Start at the line in the entries below that contains "let style = self", stop at the line that contains "Tensor::<f32>::from_array(([1usize, style_dim], style))", and output exactly the lines in that span, both ends included.

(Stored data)
'''
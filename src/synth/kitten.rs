//! KittenTTS ONNX model behind the default-voice engine.
//!
//! | Input       | Shape          | dtype   |
//! |-------------|----------------|---------|
//! | `input_ids` | `[1, seq_len]` | int64   |
//! | `style`     | `[1, style_d]` | float32 |
//! | `speed`     | `[1]`          | float32 |
//!
//! Output 0 is the waveform at 24 kHz.

use std::collections::HashMap;

use anyhow::{bail, Context, Result};
use ort::{session::Session, value::Tensor};
use serde::Deserialize;

use super::default_voice::NarrationModel;
use crate::hub::ModelSource;
use crate::phonemize::phonemize;
use crate::text::split_into_phases;
use crate::tokenize::ipa_to_ids;
use crate::voices::VoiceBank;

/// Samples cut from the end of every chunk; the model pads with noise there.
const TAIL_TRIM: usize = 5_000;

/// Longest text sent through the model in one pass.
const CHUNK_MAX_CHARS: usize = 400;

/// `config.json` of a KittenTTS repository.
#[derive(Debug, Clone, Deserialize)]
pub struct KittenConfig {
    #[serde(rename = "type")]
    pub model_type: String,
    pub model_file: String,
    pub voices: String,
    #[serde(default)]
    pub speed_priors: HashMap<String, f32>,
    #[serde(default)]
    pub voice_aliases: HashMap<String, String>,
}

impl KittenConfig {
    pub fn validate(&self) -> Result<()> {
        if !matches!(self.model_type.as_str(), "ONNX1" | "ONNX2") {
            bail!("Unsupported model type '{}'; expected ONNX1 or ONNX2", self.model_type);
        }
        Ok(())
    }

    /// NPZ key for a friendly voice name.
    pub fn resolve_voice<'a>(&'a self, voice: &'a str) -> &'a str {
        self.voice_aliases.get(voice).map(String::as_str).unwrap_or(voice)
    }

    pub fn effective_speed(&self, voice_key: &str, speed: f32) -> f32 {
        speed * self.speed_priors.get(voice_key).copied().unwrap_or(1.0)
    }
}

pub struct KittenModel {
    session: Session,
    voices: VoiceBank,
    config: KittenConfig,
    speed: f32,
}

impl KittenModel {
    /// Fetch `config.json`, the model and the voice bank, then open an ONNX
    /// Runtime session on the CPU.
    pub fn open(source: &ModelSource, speed: f32) -> Result<Self> {
        let config: KittenConfig = source.config()?;
        config.validate()?;

        let model_path = source.fetch(&config.model_file)?;
        let voices_path = source.fetch(&config.voices)?;

        let session = Session::builder()
            .context("Failed to create ORT session builder")?
            .commit_from_file(&model_path)
            .with_context(|| format!("Cannot load ONNX model: {}", model_path.display()))?;
        let voices = VoiceBank::open(&voices_path)
            .with_context(|| format!("Cannot load voices: {}", voices_path.display()))?;

        tracing::info!(model = %model_path.display(), voices = voices.names().count(), "default-voice model loaded");
        Ok(Self { session, voices, config, speed })
    }

    pub fn voice_names(&self) -> Vec<String> {
        let mut names: Vec<String> = self.config.voice_aliases.keys().cloned().collect();
        names.extend(self.voices.names().map(String::from));
        names.sort();
        names.dedup();
        names
    }

    fn infer(&mut self, text: &str, voice_key: &str, speed: f32) -> Result<Vec<f32>> {
        let ipa = phonemize(text).with_context(|| format!("Phonemisation failed for {:?}", text))?;
        let ids = ipa_to_ids(&ipa);
        let seq_len = ids.len();

        let style = self
            .voices
            .get(voice_key)
            .with_context(|| format!("Voice '{}' not found", voice_key))?
            .row_for(text.len())
            .to_vec();
        let style_dim = style.len();

        let t_ids = Tensor::<i64>::from_array(([1usize, seq_len], ids))
            .context("Failed to build input_ids tensor")?;
        let t_style = Tensor::<f32>::from_array(([1usize, style_dim], style))
            .context("Failed to build style tensor")?;
        let t_speed = Tensor::<f32>::from_array(([1usize], vec![speed]))
            .context("Failed to build speed tensor")?;

        let outputs = self
            .session
            .run(ort::inputs![t_ids, t_style, t_speed])
            .context("ONNX inference failed")?;
        let (_shape, audio) = outputs[0]
            .try_extract_tensor::<f32>()
            .context("Failed to extract audio tensor")?;

        let keep = audio.len().saturating_sub(TAIL_TRIM);
        Ok(audio[..keep].to_vec())
    }
}

impl NarrationModel for KittenModel {
    fn narrate(&mut self, text: &str, voice: &str) -> Result<Vec<f32>> {
        let voice_key = self.config.resolve_voice(voice).to_string();
        if self.voices.get(&voice_key).is_none() {
            bail!("Unknown voice '{}'. Available: {:?}", voice, self.voice_names());
        }
        let speed = self.config.effective_speed(&voice_key, self.speed);

        let mut audio = Vec::new();
        for chunk in split_into_phases(text, CHUNK_MAX_CHARS) {
            audio.extend(self.infer(&chunk, &voice_key, speed)?);
        }
        Ok(audio)
    }
}

#[cfg(test)]
mod tests {
    use super::*;

    fn config() -> KittenConfig {
        serde_json::from_str(
            r#"{
                "type": "ONNX2",
                "model_file": "kitten_tts_mini.onnx",
                "voices": "voices.npz",
                "speed_priors": {"expr-voice-2-m": 0.8},
                "voice_aliases": {"Jasper": "expr-voice-2-m"}
            }"#,
        )
        .unwrap()
    }

    #[test]
    fn test_config_parsing() {
        let c = config();
        assert!(c.validate().is_ok());
        assert_eq!(c.resolve_voice("Jasper"), "expr-voice-2-m");
        assert_eq!(c.resolve_voice("expr-voice-3-f"), "expr-voice-3-f");
    }

    #[test]
    fn test_speed_priors() {
        let c = config();
        assert!((c.effective_speed("expr-voice-2-m", 1.0) - 0.8).abs() < 1e-6);
        assert_eq!(c.effective_speed("expr-voice-3-f", 1.2), 1.2);
    }

    #[test]
    fn test_rejects_unknown_model_type() {
        let mut c = config();
        c.model_type = "TORCH".into();
        assert!(c.validate().is_err());
    }
}
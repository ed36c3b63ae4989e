//! Application configuration, loaded once at startup.
//!
//! Resolution order: built-in defaults → optional JSON file → environment
//! (including a `.env` file in the working directory).  The result is stored
//! process-wide with [`init`]; components get their section handed to them
//! and never read the environment themselves.

use std::path::{Path, PathBuf};

use anyhow::Context;
use once_cell::sync::OnceCell;
use serde::{Deserialize, Serialize};

use crate::device::ComputeDevice;
use crate::error::{PodcastError, Result};

// ─────────────────────────────────────────────────────────────────────────────
// Sections
// ─────────────────────────────────────────────────────────────────────────────

/// Chat-completions endpoint used for script generation.
#[derive(Debug, Clone, Serialize, Deserialize)]
#[serde(default)]
pub struct LlmConfig {
    /// Never written back out; comes from `GROQ_API_KEY` or the file.
    #[serde(skip_serializing)]
    pub api_key: Option<String>,

    /// OpenAI-compatible base URL (no trailing `/chat/completions`).
    pub base_url: String,

    pub model: String,
    pub temperature: f32,
    pub max_tokens: u32,
    pub timeout_secs: u64,

    /// Source text beyond this many characters is not sent to the model.
    pub max_source_chars: usize,
}

impl Default for LlmConfig {
    fn default() -> Self {
        Self {
            api_key: None,
            base_url: "https://api.groq.com/openai/v1".to_string(),
            model: "llama-3.3-70b-versatile".to_string(),
            temperature: 0.7,
            max_tokens: 4000,
            timeout_secs: 120,
            max_source_chars: 8000,
        }
    }
}

/// Fixed-voice engine (KittenTTS ONNX).
#[derive(Debug, Clone, Serialize, Deserialize)]
#[serde(default)]
pub struct DefaultVoiceConfig {
    pub repo_id: String,
    pub voice: String,
    pub speed: f32,
}

impl Default for DefaultVoiceConfig {
    fn default() -> Self {
        Self {
            repo_id: "KittenML/kitten-tts-mini-0.8".to_string(),
            voice: "Jasper".to_string(),
            speed: 1.0,
        }
    }
}

/// Voice-cloning engine.
#[derive(Debug, Clone, Serialize, Deserialize)]
#[serde(default)]
pub struct ClonedVoiceConfig {
    /// Local directory or HuggingFace repository holding `config.json` and
    /// the two ONNX graphs.  Unset means the engine is unavailable.
    pub model: Option<String>,

    /// Skip probing and use this device.
    pub device: Option<ComputeDevice>,

    /// Longer segments are synthesised in pieces of about this many chars.
    pub max_phase_chars: usize,
}

impl Default for ClonedVoiceConfig {
    fn default() -> Self {
        Self { model: None, device: None, max_phase_chars: 800 }
    }
}

#[derive(Debug, Clone, Serialize, Deserialize)]
#[serde(default)]
pub struct LogConfig {
    /// `EnvFilter` directive; `RUST_LOG` wins when set.
    pub level: String,
    pub json: bool,
}

impl Default for LogConfig {
    fn default() -> Self {
        Self { level: "info".to_string(), json: false }
    }
}

// ─────────────────────────────────────────────────────────────────────────────
// AppConfig
// ─────────────────────────────────────────────────────────────────────────────

#[derive(Debug, Clone, Serialize, Deserialize)]
#[serde(default)]
pub struct AppConfig {
    pub llm: LlmConfig,
    pub default_voice: DefaultVoiceConfig,
    pub cloned_voice: ClonedVoiceConfig,
    pub logging: LogConfig,

    /// Run directories are created below this root.
    pub output_dir: PathBuf,
}

impl Default for AppConfig {
    fn default() -> Self {
        Self {
            llm: LlmConfig::default(),
            default_voice: DefaultVoiceConfig::default(),
            cloned_voice: ClonedVoiceConfig::default(),
            logging: LogConfig::default(),
            output_dir: PathBuf::from("podcast_outputs"),
        }
    }
}

impl AppConfig {
    /// Parse a JSON config file.  Missing fields take their defaults.
    pub fn from_file(path: &Path) -> anyhow::Result<Self> {
        let bytes = std::fs::read(path)
            .with_context(|| format!("Cannot read config: {}", path.display()))?;
        serde_json::from_slice(&bytes)
            .with_context(|| format!("Failed to parse config: {}", path.display()))
    }

    /// Full startup load: `.env`, then `path` (or `$PODSITE_CONFIG`), then
    /// environment overrides.
    pub fn load(path: Option<&Path>) -> Result<Self> {
        // A missing .env is normal.
        let _ = dotenvy::dotenv();

        let path = path
            .map(Path::to_path_buf)
            .or_else(|| std::env::var_os("PODSITE_CONFIG").map(PathBuf::from));

        let mut config = match path {
            Some(p) => Self::from_file(&p).map_err(|e| PodcastError::Config(format!("{e:#}")))?,
            None => Self::default(),
        };
        config.apply_overrides(|key| std::env::var(key).ok())?;
        Ok(config)
    }

    /// Apply `PODSITE_*` / `GROQ_API_KEY` overrides from `lookup`.
    pub fn apply_overrides(&mut self, lookup: impl Fn(&str) -> Option<String>) -> Result<()> {
        let get = |key: &str| lookup(key).filter(|v| !v.trim().is_empty());

        if let Some(v) = get("GROQ_API_KEY") {
            self.llm.api_key = Some(v);
        }
        if let Some(v) = get("PODSITE_LLM_BASE_URL") {
            self.llm.base_url = v;
        }
        if let Some(v) = get("PODSITE_LLM_MODEL") {
            self.llm.model = v;
        }
        if let Some(v) = get("PODSITE_OUTPUT_DIR") {
            self.output_dir = PathBuf::from(v);
        }
        if let Some(v) = get("PODSITE_LOG") {
            self.logging.level = v;
        }
        if let Some(v) = get("PODSITE_VOICE") {
            self.default_voice.voice = v;
        }
        if let Some(v) = get("PODSITE_CLONE_MODEL") {
            self.cloned_voice.model = Some(v);
        }
        if let Some(v) = get("PODSITE_DEVICE") {
            let device = v.parse::<ComputeDevice>().map_err(PodcastError::Config)?;
            self.cloned_voice.device = Some(device);
        }
        Ok(())
    }
}

// ─────────────────────────────────────────────────────────────────────────────
// Process-wide instance
// ─────────────────────────────────────────────────────────────────────────────

static CONFIG: OnceCell<AppConfig> = OnceCell::new();

/// Install the process-wide configuration.  Only the first call wins; later
/// calls get the already-installed value back.
pub fn init(config: AppConfig) -> &'static AppConfig {
    if CONFIG.get().is_some() {
        tracing::warn!("configuration already initialised; ignoring reload");
    }
    CONFIG.get_or_init(|| config)
}

/// The configuration installed by [`init`], if any.
pub fn get() -> Option<&'static AppConfig> {
    CONFIG.get()
}
//! Narration text helpers: cleanup before synthesis and sentence chunking.

use once_cell::sync::Lazy;
use regex::Regex;

/// Sentence boundary: a run of terminal punctuation followed by whitespace.
static RE_SENTENCE_END: Lazy<Regex> = Lazy::new(|| Regex::new(r"[.!?]+\s+").unwrap());

fn ends_with_terminal(text: &str) -> bool {
    text.ends_with(['.', '!', '?'])
}

/// Append a full stop when `text` does not already end a sentence.
pub fn ensure_terminal(text: &str) -> String {
    let text = text.trim();
    if text.is_empty() || ends_with_terminal(text) {
        text.to_string()
    } else {
        format!("{text}.")
    }
}

/// Normalise a segment before it is spoken: trim, collapse doubled
/// punctuation and make sure it ends like a sentence.
///
/// Returns an empty string for blank input so callers can reject it.
pub fn clean_for_speech(text: &str) -> String {
    let cleaned = text
        .trim()
        .replace("...", ".")
        .replace("!!", "!")
        .replace("??", "?");
    ensure_terminal(&cleaned)
}

/// Split `text` into pieces of at most `max_chars` bytes where possible.
///
/// Sentences are packed greedily; a piece that still exceeds
/// `1.5 × max_chars` (one enormous sentence) is re-split on word boundaries.
pub fn split_into_phases(text: &str, max_chars: usize) -> Vec<String> {
    let mut phases: Vec<String> = Vec::new();
    let mut current = String::new();

    for sentence in sentences(text) {
        let sentence = ensure_terminal(sentence);
        if !current.is_empty() && current.len() + sentence.len() > max_chars {
            phases.push(std::mem::take(&mut current));
        }
        if !current.is_empty() {
            current.push(' ');
        }
        current.push_str(&sentence);
    }
    if !current.is_empty() {
        phases.push(current);
    }

    let limit = max_chars + max_chars / 2;
    phases
        .into_iter()
        .flat_map(|phase| {
            if phase.len() > limit {
                split_on_words(&phase, max_chars)
            } else {
                vec![phase]
            }
        })
        .collect()
}

/// Sentences of `text`, trimmed, each keeping its own punctuation.
fn sentences(text: &str) -> impl Iterator<Item = &str> {
    let mut start = 0;
    RE_SENTENCE_END
        .find_iter(text)
        .map(|m| m.end())
        .chain(std::iter::once(text.len()))
        .map(move |end| {
            let piece = &text[start..end];
            start = end;
            piece.trim()
        })
        .filter(|s| !s.is_empty())
}

fn split_on_words(text: &str, max_chars: usize) -> Vec<String> {
    let mut out = Vec::new();
    let mut current = String::new();
    for word in text.split_whitespace() {
        if !current.is_empty() && current.len() + 1 + word.len() > max_chars {
            out.push(std::mem::take(&mut current));
        }
        if !current.is_empty() {
            current.push(' ');
        }
        current.push_str(word);
    }
    if !current.is_empty() {
        out.push(current);
    }
    out
}

pub fn word_count(text: &str) -> usize {
    text.split_whitespace().count()
}

#[cfg(test)]
mod tests {
    use super::*;

    #[test]
    fn test_clean_for_speech() {
        assert_eq!(clean_for_speech("  Wait... what  "), "Wait. what.");
        assert_eq!(clean_for_speech("Really!!"), "Really!");
        assert_eq!(clean_for_speech("Is it??"), "Is it?");
        assert_eq!(clean_for_speech("Done."), "Done.");
        assert_eq!(clean_for_speech("   "), "");
    }

    #[test]
    fn test_short_text_is_one_phase() {
        let p = split_into_phases("Hello there. How are you?", 800);
        assert_eq!(p, vec!["Hello there. How are you?"]);
    }

    #[test]
    fn test_sentences_packed_under_limit() {
        let text = "One two three. Four five six. Seven eight nine.";
        let p = split_into_phases(text, 20);
        assert_eq!(p, vec!["One two three.", "Four five six.", "Seven eight nine."]);
    }

    #[test]
    fn test_long_sentence_split_on_words() {
        let long = "word ".repeat(400);
        let p = split_into_phases(long.trim(), 100);
        assert!(p.len() > 1);
        for phase in &p {
            assert!(phase.len() <= 101, "phase too long: {}", phase.len());
        }
        let rejoined: usize = p.iter().map(|s| word_count(s)).sum();
        assert_eq!(rejoined, 400);
    }

    #[test]
    fn test_punctuation_survives_splitting() {
        let p = split_into_phases("Welcome! Ready?  Let's go", 10);
        assert_eq!(p, vec!["Welcome!", "Ready?", "Let's go."]);
        assert_eq!(split_into_phases("Welcome! Today we talk.", 800), vec!["Welcome! Today we talk."]);
    }

    #[test]
    fn test_empty_text_has_no_phases() {
        assert!(split_into_phases("  ", 800).is_empty());
    }
}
'''
## Response to the exercise
        let style = self
            .voices
            .get(voice_key)
            .with_context(|| format!("Voice '{}' not found", voice_key))?
            .row_for(text.len())
            .to_vec();
        let style_dim = style.len();

        let t_ids = Tensor::<i64>::from_array(([1usize, seq_len], ids))
            .context("Failed to build input_ids tensor")?;
        let t_style = Tensor::<f32>::from_array(([1usize, style_dim], style))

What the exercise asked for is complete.